Steer Clear of Identity Theft

Running a household is a full time job in its own right.

Now, imagine if you had to steer clear of identity theft on a regular basis. Is that something you are capable of doing as head of the household?

As many parents discover, trying to keep their families from falling victim to identity theft is not as easy as one may think it is.

With that being the case, what are you doing to keep your family safe?
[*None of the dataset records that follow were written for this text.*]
//! SMTP response parser.

use crate::error::{Error, Result};
use crate::types::{Reply, ReplyCode};

/// Parses an SMTP reply from response lines (CRLF already stripped).
///
/// SMTP replies can be single-line or multi-line:
/// - Single: `250 OK`
/// - Multi: `250-First line`, `250-Second line`, `250 Last line`
///
/// # Errors
///
/// Returns an error if the reply is malformed or the lines disagree on the
/// code.
pub fn parse_reply(lines: &[String]) -> Result<Reply> {
    let first = lines
        .first()
        .ok_or_else(|| Error::Protocol("Empty reply".into()))?;

    let code_str = first
        .get(..3)
        .ok_or_else(|| Error::Protocol(format!("Reply too short: {first}")))?;
    let code = code_str
        .parse::<u16>()
        .map_err(|_| Error::Protocol(format!("Invalid reply code: {code_str}")))?;

    let mut message = Vec::with_capacity(lines.len());
    for line in lines {
        if line.get(..3) != Some(code_str) {
            return Err(Error::Protocol(format!("Mismatched reply line: {line}")));
        }
        match line.get(3..4) {
            None => message.push(String::new()),
            Some(" " | "-") => message.push(line.get(4..).unwrap_or_default().to_string()),
            Some(_) => return Err(Error::Protocol(format!("Malformed reply line: {line}"))),
        }
    }

    Ok(Reply::new(ReplyCode::new(code), message))
}

/// Checks if a line is the last line of a multi-line reply.
///
/// Continuation lines carry `-` after the code; the last carries a space
/// or nothing.
#[must_use]
pub fn is_last_reply_line(line: &str) -> bool {
    line.as_bytes().get(3) != Some(&b'-')
}

#[cfg(test)]
#[allow(clippy::unwrap_used, clippy::redundant_clone, clippy::manual_string_new, clippy::needless_collect, clippy::unreadable_literal, clippy::used_underscore_items, clippy::similar_names)]
mod tests {
    use super::*;

    #[test]
    fn test_parse_single_line_reply() {
        let reply = parse_reply(&["250 OK".to_string()]).unwrap();
        assert_eq!(reply.code, ReplyCode::OK);
        assert_eq!(reply.message, vec!["OK"]);
    }

    #[test]
    fn test_parse_multi_line_reply() {
        let lines = vec![
            "250-smtp.example.com".to_string(),
            "250-AUTH PLAIN".to_string(),
            "250 8BITMIME".to_string(),
        ];
        let reply = parse_reply(&lines).unwrap();
        assert_eq!(reply.message, vec!["smtp.example.com", "AUTH PLAIN", "8BITMIME"]);
    }

    #[test]
    fn test_parse_bare_code() {
        let reply = parse_reply(&["354".to_string()]).unwrap();
        assert_eq!(reply.code, ReplyCode::START_DATA);
        assert_eq!(reply.message, vec![""]);
    }

    #[test]
    fn test_is_last_reply_line() {
        assert!(is_last_reply_line("250 OK"));
        assert!(!is_last_reply_line("250-Continuing"));
        assert!(is_last_reply_line("250"));
    }

    #[test]
    fn test_parse_errors() {
        assert!(parse_reply(&[]).is_err());
        assert!(parse_reply(&["25".to_string()]).is_err());
        assert!(parse_reply(&["ABC OK".to_string()]).is_err());
        assert!(parse_reply(&["250xOK".to_string()]).is_err());
        assert!(parse_reply(&["250-a".to_string(), "251 b".to_string()]).is_err());
    }
}
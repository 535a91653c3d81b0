//! Plain and TLS transport streams.

use std::io;
use std::pin::Pin;
use std::sync::Arc;
use std::task::{Context, Poll};

use rustls::pki_types::ServerName;
use tokio::io::{AsyncRead, AsyncWrite, ReadBuf};
use tokio::net::TcpStream;
use tokio_rustls::TlsConnector;
use tokio_rustls::client::TlsStream;

use crate::error::{Error, Result};

/// SMTP transport (TCP or TLS).
#[derive(Debug)]
pub enum SmtpStream {
    /// Plain TCP connection, before STARTTLS.
    Plain(TcpStream),
    /// TLS-encrypted connection.
    Tls(Box<TlsStream<TcpStream>>),
}

impl SmtpStream {
    /// Upgrades a TCP stream to TLS.
    ///
    /// # Errors
    ///
    /// Returns an error if the stream is already encrypted or the TLS
    /// handshake fails.
    pub async fn upgrade_to_tls(self, hostname: &str) -> Result<Self> {
        let tcp = match self {
            Self::Plain(tcp) => tcp,
            Self::Tls(_) => return Err(Error::Protocol("Already using TLS".into())),
        };
        let tls = handshake(hostname, tcp).await?;
        Ok(Self::Tls(Box::new(tls)))
    }
}

impl AsyncRead for SmtpStream {
    fn poll_read(
        self: Pin<&mut Self>,
        cx: &mut Context<'_>,
        buf: &mut ReadBuf<'_>,
    ) -> Poll<io::Result<()>> {
        match self.get_mut() {
            Self::Plain(stream) => Pin::new(stream).poll_read(cx, buf),
            Self::Tls(stream) => Pin::new(stream).poll_read(cx, buf),
        }
    }
}

impl AsyncWrite for SmtpStream {
    fn poll_write(
        self: Pin<&mut Self>,
        cx: &mut Context<'_>,
        buf: &[u8],
    ) -> Poll<io::Result<usize>> {
        match self.get_mut() {
            Self::Plain(stream) => Pin::new(stream).poll_write(cx, buf),
            Self::Tls(stream) => Pin::new(stream).poll_write(cx, buf),
        }
    }

    fn poll_flush(self: Pin<&mut Self>, cx: &mut Context<'_>) -> Poll<io::Result<()>> {
        match self.get_mut() {
            Self::Plain(stream) => Pin::new(stream).poll_flush(cx),
            Self::Tls(stream) => Pin::new(stream).poll_flush(cx),
        }
    }

    fn poll_shutdown(self: Pin<&mut Self>, cx: &mut Context<'_>) -> Poll<io::Result<()>> {
        match self.get_mut() {
            Self::Plain(stream) => Pin::new(stream).poll_shutdown(cx),
            Self::Tls(stream) => Pin::new(stream).poll_shutdown(cx),
        }
    }
}

/// Connects to an SMTP server over plain TCP (for STARTTLS on 587).
///
/// # Errors
///
/// Returns an error if the connection fails.
pub async fn connect(hostname: &str, port: u16) -> Result<SmtpStream> {
    let stream = TcpStream::connect((hostname, port)).await?;
    Ok(SmtpStream::Plain(stream))
}

/// Connects to an SMTP server over TLS (implicit TLS on port 465).
///
/// # Errors
///
/// Returns an error if the connection or TLS handshake fails.
pub async fn connect_tls(hostname: &str, port: u16) -> Result<SmtpStream> {
    let tcp = TcpStream::connect((hostname, port)).await?;
    let tls = handshake(hostname, tcp).await?;
    tracing::debug!(hostname, port, "SMTP TLS session established");
    Ok(SmtpStream::Tls(Box::new(tls)))
}

async fn handshake(hostname: &str, tcp: TcpStream) -> Result<TlsStream<TcpStream>> {
    let server_name = ServerName::try_from(hostname.to_string())
        .map_err(|_| Error::InvalidDnsName(hostname.to_string()))?;
    Ok(create_tls_connector().connect(server_name, tcp).await?)
}

/// Creates a TLS connector trusting the bundled web PKI roots.
fn create_tls_connector() -> TlsConnector {
    let root_store = rustls::RootCertStore {
        roots: webpki_roots::TLS_SERVER_ROOTS.to_vec(),
    };

    let config = rustls::ClientConfig::builder()
        .with_root_certificates(root_store)
        .with_no_client_auth();

    TlsConnector::from(Arc::new(config))
}
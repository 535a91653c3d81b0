//! Folder hierarchy and its flattening into slash-joined paths.

use crate::error::{Error, Result};

/// Deepest nesting [`resolve_paths`] descends into.
pub const MAX_FOLDER_DEPTH: usize = 64;

/// One mailbox as listed by the server.
#[derive(Debug, Clone, PartialEq, Eq)]
pub struct FolderEntry {
    /// Full mailbox name.
    pub name: String,
    /// Hierarchy delimiter, `None` for a flat namespace.
    pub delimiter: Option<char>,
}

impl FolderEntry {
    /// Creates an entry.
    #[must_use]
    pub fn new(name: impl Into<String>, delimiter: Option<char>) -> Self {
        Self {
            name: name.into(),
            delimiter,
        }
    }
}

/// A folder and its children, keyed by name in listing order.
#[derive(Debug, Clone, Default, PartialEq, Eq)]
pub struct FolderNode {
    /// Child folders.
    pub children: Vec<(String, Self)>,
}

impl FolderNode {
    /// A folder without children.
    #[must_use]
    pub const fn leaf() -> Self {
        Self {
            children: Vec::new(),
        }
    }

    /// A folder with the given children.
    #[must_use]
    pub fn with_children<I, K>(children: I) -> Self
    where
        I: IntoIterator<Item = (K, Self)>,
        K: Into<String>,
    {
        Self {
            children: children
                .into_iter()
                .map(|(name, node)| (name.into(), node))
                .collect(),
        }
    }

    fn child_mut(&mut self, name: &str) -> &mut Self {
        let index = match self.children.iter().position(|(key, _)| key == name) {
            Some(index) => index,
            None => {
                self.children.push((name.to_string(), Self::leaf()));
                self.children.len() - 1
            }
        };
        &mut self.children[index].1
    }
}

/// Builds the folder tree from a flat listing.
///
/// Each name is split on its own delimiter. Intermediate folders that the
/// server did not list are created on the way.
#[must_use]
pub fn build_tree(entries: &[FolderEntry]) -> FolderNode {
    let mut root = FolderNode::default();
    for entry in entries {
        let segments: Vec<&str> = match entry.delimiter {
            Some(delimiter) => entry.name.split(delimiter).collect(),
            None => vec![entry.name.as_str()],
        };
        let mut node = &mut root;
        for segment in segments.into_iter().filter(|s| !s.is_empty()) {
            node = node.child_mut(segment);
        }
    }
    root
}

/// Flattens a tree into `/`-joined paths, one per leaf folder.
///
/// Folders with children contribute only through their descendants. Order
/// follows the children order at every level.
///
/// # Errors
///
/// Returns [`Error::FolderDepth`] when the tree nests deeper than
/// [`MAX_FOLDER_DEPTH`].
pub fn resolve_paths(root: &FolderNode) -> Result<Vec<String>> {
    let mut paths = Vec::new();
    walk(&root.children, "", 1, &mut paths)?;
    Ok(paths)
}

fn walk(
    children: &[(String, FolderNode)],
    prefix: &str,
    depth: usize,
    paths: &mut Vec<String>,
) -> Result<()> {
    if depth > MAX_FOLDER_DEPTH {
        return Err(Error::FolderDepth(MAX_FOLDER_DEPTH));
    }
    for (name, node) in children {
        let path = if prefix.is_empty() {
            name.clone()
        } else {
            format!("{prefix}/{name}")
        };
        if node.children.is_empty() {
            paths.push(path);
        } else {
            walk(&node.children, &path, depth + 1, paths)?;
        }
    }
    Ok(())
}

#[cfg(test)]
#[allow(
    clippy::unwrap_used,
    clippy::redundant_clone,
    clippy::manual_string_new,
    clippy::needless_collect,
    clippy::unreadable_literal,
    clippy::used_underscore_items,
    clippy::similar_names
)]
mod tests {
    use super::*;

    #[test]
    fn test_nested_tree() {
        let tree = FolderNode::with_children([(
            "A",
            FolderNode::with_children([
                ("B", FolderNode::leaf()),
                ("C", FolderNode::with_children([("D", FolderNode::leaf())])),
            ]),
        )]);
        assert_eq!(resolve_paths(&tree).unwrap(), vec!["A/B", "A/C/D"]);
    }

    #[test]
    fn test_order_follows_listing() {
        let tree = FolderNode::with_children([
            ("INBOX", FolderNode::leaf()),
            ("Archive", FolderNode::leaf()),
            ("Drafts", FolderNode::leaf()),
        ]);
        assert_eq!(resolve_paths(&tree).unwrap(), vec!["INBOX", "Archive", "Drafts"]);
    }

    #[test]
    fn test_empty_tree() {
        assert!(resolve_paths(&FolderNode::default()).unwrap().is_empty());
    }

    #[test]
    fn test_build_tree_from_listing() {
        let entries = vec![
            FolderEntry::new("INBOX", Some('/')),
            FolderEntry::new("[Gmail]", Some('/')),
            FolderEntry::new("[Gmail]/Sent Mail", Some('/')),
            FolderEntry::new("[Gmail]/All Mail", Some('/')),
            FolderEntry::new("Work.Projects.2024", Some('.')),
        ];
        let tree = build_tree(&entries);
        assert_eq!(
            resolve_paths(&tree).unwrap(),
            vec![
                "INBOX",
                "[Gmail]/Sent Mail",
                "[Gmail]/All Mail",
                "Work/Projects/2024"
            ]
        );
    }

    #[test]
    fn test_depth_guard() {
        let mut tree = FolderNode::leaf();
        for level in 0..=MAX_FOLDER_DEPTH {
            tree = FolderNode::with_children([(format!("L{level}"), tree)]);
        }
        assert!(matches!(
            resolve_paths(&tree),
            Err(Error::FolderDepth(MAX_FOLDER_DEPTH))
        ));
    }

    #[test]
    fn test_depth_at_limit_allowed() {
        let mut tree = FolderNode::leaf();
        for level in 0..MAX_FOLDER_DEPTH {
            tree = FolderNode::with_children([(format!("L{level}"), tree)]);
        }
        let paths = resolve_paths(&tree).unwrap();
        assert_eq!(paths.len(), 1);
        assert_eq!(paths[0].split('/').count(), MAX_FOLDER_DEPTH);
    }
}
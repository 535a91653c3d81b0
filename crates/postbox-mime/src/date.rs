//! `Date` header parsing.

use chrono::{DateTime, NaiveDateTime, Utc};

use crate::error::{Error, Result};

/// Parses a `Date` header into a UTC instant.
///
/// Tries strict RFC 2822 first, then common deviations seen in the wild:
/// trailing comments such as `(UTC)`, named zones (`GMT`, `UT`, `UTC`, `Z`),
/// missing seconds, and RFC 3339 timestamps. A value with no zone at all is
/// taken as UTC.
///
/// # Errors
///
/// Returns [`Error::InvalidDate`] when no format matches.
pub fn parse_date(value: &str) -> Result<DateTime<Utc>> {
    let value = value.trim();
    if let Ok(dt) = DateTime::parse_from_rfc2822(value) {
        return Ok(dt.with_timezone(&Utc));
    }

    let cleaned = normalize(value);
    if let Ok(dt) = DateTime::parse_from_rfc2822(&cleaned) {
        return Ok(dt.with_timezone(&Utc));
    }
    if let Ok(dt) = DateTime::parse_from_rfc3339(value) {
        return Ok(dt.with_timezone(&Utc));
    }

    let without_weekday = cleaned
        .split_once(',')
        .map_or(cleaned.as_str(), |(_, rest)| rest.trim());
    for format in ["%d %b %Y %H:%M %z", "%d %b %Y %H:%M:%S %z"] {
        if let Ok(dt) = DateTime::parse_from_str(without_weekday, format) {
            return Ok(dt.with_timezone(&Utc));
        }
    }
    for format in ["%d %b %Y %H:%M:%S", "%d %b %Y %H:%M"] {
        if let Ok(naive) = NaiveDateTime::parse_from_str(without_weekday, format) {
            return Ok(naive.and_utc());
        }
    }

    Err(Error::InvalidDate(value.to_string()))
}

/// Formats an instant for a `Date` header.
#[must_use]
pub fn format_date(dt: &DateTime<Utc>) -> String {
    dt.to_rfc2822()
}

/// Drops comments and rewrites named UTC zones as `+0000`.
fn normalize(value: &str) -> String {
    let mut out = String::with_capacity(value.len());
    let mut depth = 0usize;
    for c in value.chars() {
        match c {
            '(' => depth += 1,
            ')' => depth = depth.saturating_sub(1),
            _ if depth == 0 => out.push(c),
            _ => {}
        }
    }

    let mut words: Vec<&str> = out.split_whitespace().collect();
    if let Some(last) = words.last_mut()
        && ["GMT", "UT", "UTC", "Z"]
            .iter()
            .any(|zone| last.eq_ignore_ascii_case(zone))
    {
        *last = "+0000";
    }
    words.join(" ")
}

#[cfg(test)]
#[allow(
    clippy::unwrap_used,
    clippy::redundant_clone,
    clippy::manual_string_new,
    clippy::needless_collect,
    clippy::unreadable_literal,
    clippy::used_underscore_items,
    clippy::similar_names
)]
mod tests {
    use chrono::TimeZone;

    use super::*;

    fn utc(y: i32, mo: u32, d: u32, h: u32, mi: u32, s: u32) -> DateTime<Utc> {
        Utc.with_ymd_and_hms(y, mo, d, h, mi, s).unwrap()
    }

    #[test]
    fn test_rfc2822() {
        assert_eq!(
            parse_date("Tue, 1 Jul 2003 10:52:37 +0200").unwrap(),
            utc(2003, 7, 1, 8, 52, 37)
        );
    }

    #[test]
    fn test_comment_and_named_zone() {
        assert_eq!(
            parse_date("Wed, 03 Jan 2024 09:00:00 +0000 (UTC)").unwrap(),
            utc(2024, 1, 3, 9, 0, 0)
        );
        assert_eq!(
            parse_date("Wed, 03 Jan 2024 09:00:00 GMT").unwrap(),
            utc(2024, 1, 3, 9, 0, 0)
        );
    }

    #[test]
    fn test_lenient_forms() {
        assert_eq!(
            parse_date("3 Jan 2024 09:00 -0100").unwrap(),
            utc(2024, 1, 3, 10, 0, 0)
        );
        assert_eq!(
            parse_date("2024-01-03T09:00:00Z").unwrap(),
            utc(2024, 1, 3, 9, 0, 0)
        );
        assert_eq!(
            parse_date("Wed, 3 Jan 2024 09:00:00").unwrap(),
            utc(2024, 1, 3, 9, 0, 0)
        );
    }

    #[test]
    fn test_invalid() {
        assert!(matches!(parse_date("yesterday"), Err(Error::InvalidDate(_))));
        assert!(parse_date("").is_err());
    }

    #[test]
    fn test_format_round_trip() {
        let dt = utc(2024, 2, 29, 23, 59, 1);
        assert_eq!(parse_date(&format_date(&dt)).unwrap(), dt);
    }
}
//! Response envelopes.

use axum::Json;
use axum::http::StatusCode;
use axum::response::{IntoResponse, Response};
use serde::Serialize;
use serde_json::json;

/// Successful response body: `{"message": ..., "data": ...}`.
#[derive(Debug, Serialize)]
pub struct Envelope<T> {
    message: &'static str,
    data: T,
}

impl<T> Envelope<T> {
    pub const fn new(message: &'static str, data: T) -> Json<Self> {
        Json(Self { message, data })
    }
}

/// A failed request, rendered as `{"message": ..., "error": true}`.
#[derive(Debug)]
pub struct ApiError(postbox_core::Error);

impl From<postbox_core::Error> for ApiError {
    fn from(err: postbox_core::Error) -> Self {
        Self(err)
    }
}

impl IntoResponse for ApiError {
    fn into_response(self) -> Response {
        let status = StatusCode::from_u16(self.0.status_code())
            .unwrap_or(StatusCode::INTERNAL_SERVER_ERROR);
        if self.0.is_client_error() {
            tracing::debug!(status = status.as_u16(), error = %self.0, "request rejected");
        } else {
            tracing::warn!(status = status.as_u16(), error = %self.0, "request failed");
        }
        let body = json!({ "message": self.0.to_string(), "error": true });
        (status, Json(body)).into_response()
    }
}

pub type ApiResult<T> = Result<T, ApiError>;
Take a Proactive Approach to Beating Online Criminals

So that your family can win the battle against identity theft thieves, remember these tips now and down the road:

  • Don’t take I.D. theft protection for granted – To start with, you need to make sure you have a solid identity theft protection plan in place. There are a number of providers out there, so deciding on which one best fits your family’s needs is an important call. You could opt for a trial LifeLock or other such provider demonstration, seeing if they provide you with all the protection you so desire. In picking a provider, be sure to look at several factors. First, how long have they been in the business? While there is certainly nothing wrong with considering a newer brand, those having been around for a while now obviously have a ton of experience in the business. Secondly, what kind of level of customer service will they offer? You don’t want to be left hanging by a provider that is more interested in making money, less inclined to care what your needs are. Here is where it is possible to rely on family and/or friends, seeing which I.D. theft provider they use to guard their home computers etc. No matter which provider you opt for, be sure you read the fine print before signing any kind of contract;
  • Cover your financial tracks – For an identity theft thief, he or she oftentimes relies on the consumer or business owner to be sloppy. In doing so, those individuals open themselves and their financial lives up to being compromised. Make sure you are one that does not give the online criminal what he or she so desperately seeks. Avoid gaffes along the way, gaffes that can put a serious financial hurting on your life and that of your loved ones. For instance, make sure you avoid leaving financial documents around for the entire world to see, both online and in public. It is also important to be wary of any emails asking you to download attachments. In some cases, the I.D. theft thief has found a way to pose as a family member or friend. You assume since “they” sent you the email, well, it must be safe. Unfortunately, it turns out that you not only open the message, but you download the included attachment. What ends up happening is you now have a virus on your computer, a virus that can easily expose some or much of your online financial details. Before you know it, not only has your financial safety been compromised, but you now are dealing with a major debt issue. While that debt issue may be cleared up down the road as not being something you caused, do you really want all that hassle in the first place? Be cautious and always err on the side of caution;
  • Teach your kids – Finally, what better way to teach your children to be responsible with money than by setting an example from day one? Since many kids spend a fair amount of time on the Internet these days, it is important to teach them the right way over the wrong way in using the worldwide web. Among the items to teach them – never divulge personal information, steer clear of opening and downloading any emails that sound even the least bit suspicious, and avoid strangers trying to start up a conversation. All have the potential to be a recipe for disaster.


Steering clear of identity theft starts and ends with having the right protection in place, but there is so much in between.

When you set the right example for your entire family, identity theft thieves have a harder time breaking into your personal financial life.

Last time you checked, I.D. theft thieves were not invited to visit your home.

As a parent, what do you do to limit the chances of becoming the next identity theft victim?